TW then alleged that the
Provincial Government failed to make a full payment for work and
services rendered in terms of the agreement.
The MEC did not dispute
that the work had been done in terms of the main and sub consultancy
agreements. The Provincial Government
raised a defence,
inter
alia,
that it had made no budgetary allocation for such work. On
behalf of the MEC it was argued that the claim for payment of
services
rendered lay against 551 and not against the MEC.
[18] The
court
a quo
considered whether there was any merit to the
defence that there was no contractual privity between TW (the
subcontractor) and the
Provincial Government. He took into account
provisions of the main agreement in terms of which 551 was the
Province's manager in
relation to the road rehabilitation programme,
including being responsible for the financial management of the
project. The court
a quo
noted that payment due to TW for sub
consultancy services had to be made by the Province to SSI (the main
contractor) and found
that there was privity between TW, the
sub-contractor, and the Provincial Government.
[19]
It is not necessary for me to deal with the defence of failure to
comply with the peremptory
provisions of section 66 and 68 of Public
Finance Management Act
[5]
and the fact that the Provincial Government had not allocated a
budget in respect of the main agreement that such an agreement
was
void ab initio
and could not
satisfy a cause of action as it is irrelevant in the instant case.
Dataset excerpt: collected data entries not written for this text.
//! Bitemporal synchronization of remote entity categories.
//!
//! Remote snapshots are fetched page by page, reconciled into an
//! append-preserving temporal store and scheduled through a per-category
//! tracker.

pub mod category;
pub mod clock;
pub mod config;
pub mod error;
pub mod fixture;
pub mod reconcile;
pub mod remote;
pub mod runtime;
pub mod store;
pub mod tracker;
pub mod types;

pub use category::SyncCategory;
pub use error::{StorageError, SyncError};
pub use runtime::{SyncReport, SyncTask};
pub use types::{AccountId, Timestamp, OPEN};
use std::collections::HashSet;

use crate::reconcile::ReconcileMode;
use crate::remote::{RemoteApi, RemoteError};
use crate::types::{AccountId, Cursor, Timestamp};

/// Everything downloaded in one run.
#[derive(Debug)]
pub struct Fetched<I> {
    pub items: Vec<I>,
    /// Hint from the first page.
    pub cache_expiry: Option<Timestamp>,
    pub pages: usize,
    /// The download cap cut the snapshot short.
    pub truncated: bool,
}

#[derive(Debug)]
pub enum FetchFailure {
    Remote(RemoteError),
    /// An authoritative snapshot did not fit under the cap.
    OverCap { limit: usize },
    /// The remote handed back a cursor it had already served, so the rest of
    /// an authoritative snapshot cannot be reached.
    StalledCursor { cursor: Cursor },
}

impl FetchFailure {
    pub fn detail(&self) -> String {
        match self {
            FetchFailure::Remote(err) => err.to_string(),
            FetchFailure::OverCap { limit } => {
                format!("snapshot exceeds download cap of {limit} records")
            }
            FetchFailure::StalledCursor { cursor } => {
                format!("remote repeated continuation cursor {}", cursor.0)
            }
        }
    }
}

/// Follows continuation cursors until the remote is exhausted or the cap is
/// reached.
///
/// Append-only categories keep the first `max_download` records (the newest)
/// and stop. Other modes need the whole snapshot and fail once it grows past
/// the cap. Any remote error fails the whole fetch; nothing partial is
/// returned. A repeated cursor ends an append-only fetch early and fails an
/// authoritative one.
pub async fn fetch_pages<I: Send>(
    remote: &dyn RemoteApi<I>,
    account: AccountId,
    mode: ReconcileMode,
    max_download: usize,
) -> Result<Fetched<I>, FetchFailure> {
    let mut fetched = Fetched {
        items: Vec::new(),
        cache_expiry: None,
        pages: 0,
        truncated: false,
    };
    let mut cursor: Option<Cursor> = None;
    let mut served: HashSet<Cursor> = HashSet::new();

    loop {
        let page = remote
            .fetch(account, cursor)
            .await
            .map_err(FetchFailure::Remote)?;
        fetched.pages += 1;
        if fetched.pages == 1 {
            fetched.cache_expiry = page.cache_expiry;
        }
        if page.items.is_empty() {
            break;
        }
        fetched.items.extend(page.items);

        if mode.is_authoritative() {
            if fetched.items.len() > max_download {
                log::warn!(
                    "[PAGING] {account}: {:?} snapshot passed cap {max_download} after {} pages",
                    mode,
                    fetched.pages
                );
                return Err(FetchFailure::OverCap {
                    limit: max_download,
                });
            }
        } else if fetched.items.len() >= max_download {
            fetched.truncated = fetched.items.len() > max_download || page.next.is_some();
            fetched.items.truncate(max_download);
            if fetched.truncated {
                log::info!(
                    "[PAGING] {account}: cap {max_download} reached, keeping newest records"
                );
            }
            break;
        }

        match page.next {
            None => break,
            Some(next) if served.insert(next) => cursor = Some(next),
            Some(next) => {
                log::warn!(
                    "[PAGING] {account}: cursor {} repeated after {} pages",
                    next.0,
                    fetched.pages
                );
                if mode.is_authoritative() {
                    return Err(FetchFailure::StalledCursor { cursor: next });
                }
                fetched.truncated = true;
                break;
            }
        }
    }

    log::debug!(
        "[PAGING] {account}: {} records in {} pages",
        fetched.items.len(),
        fetched.pages
    );
    Ok(fetched)
}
What makes this case distinguishable from Terra
Graphics is that in
Terra Graphics the main and sub consultancy written agreements is
that these two agreements were approved by
the Provincial Government,
which is not the case
in
casu.
In the sub
consultancy agreement the relevant clauses in the main and sub
consultancy agreements were thus:
'2. The following
documents shall be deemed to form and be read and construed as part
of this Sub Consultancy Agreement:
1.
The Conditions
2.
The Appended Clauses of the Main
Agreement
3.
Schedules 1 to 4
3.
In consideration of the payments to be
made by the Consultant to the Sub-Consultant; as hereinafter
mentioned, the Sub-Consultant
agrees to perform the Sub-Consultant's
Services in conformity with the provisions of the Sub-Consultancy
Agreement.
4.
The Consultant hereby agrees to pay the
Sub-Consultant, in consideration of the performance of the
Sub-Consultant's Services, such
amounts as become payable under the
provisions of the Sub Consultancy Agreement, within seven days
after received money from
the Department, at times and in the manner
prescribed by the Sub-Consultancy Agreement.
5.
The Sub-Consultant is appointed on
instruction of the client, The Department of Police, Roads and
Transport (hereinafter called
the Client).
6.
The same payment conditions between the
Client and the Consultant apply between the Client and the Sub
Consultant.'
[20]
TW performed work for the benefit of the
Department, for which it invoiced SSi, which in turn, invoiced the
Department for the same
amount in respect of the same work. The
Provincial Government knew that environmental services could only be
provided by a sub
consultant and had approved the appointment of the
sub consultant. This is again not the case in the instant case. Under
these
circumstances the Provincial Government had no justification
for its failure to pay TW through SSI, the conduit. On appeal the
court a quo's finding was not interfered with except for the
substitution of the amounts that was set aside and substituted with
the correct amount.
[21]
In the instant case no relief is sought
against the first defendant. The plaintiff seeks default judgment
against the Municipality
which has chosen not to oppose the
application. There is no indication that the Municipality was aware
of the appointment of Jorian
Construction as the Tshenolo Resources'
sub-contractor. Only one letter was addressed to the Municipality by
the plaintiff's attorneys
on 19 October 2016 before summons was
issued advising the Municipality of the outstanding arrears. The
facts giving rise to the
amount claimed was specifically mentioned in
the letter. That was the only time that the Municipality got to know
about the sub
consultancy of Jorian Construction.
[22]
The Municipality had already paid eleven
payment certificates to the total amount of R9 618 440-72 to Tshenolo
Resources. It is
a local sphere of government and an organ of State
as envisaged in section 239 of the Constitution
[6]
duly established as a local municipality in terms of the Local
Government Systems Act
[7]
.
The question that arises is whether or not the Municipality is under
an obligation to pay Jorian Construction when it had no knowledge
of
its role in the construction work. It concluded a written agreement
with Tshenolo Resources. There is no indication that the
Municipality
was made aware of this appointment and the existence of the written
agreement between Jorian Construction and Tshenolo
Resources. Can it
be said in the circumstances that there is privity between the two?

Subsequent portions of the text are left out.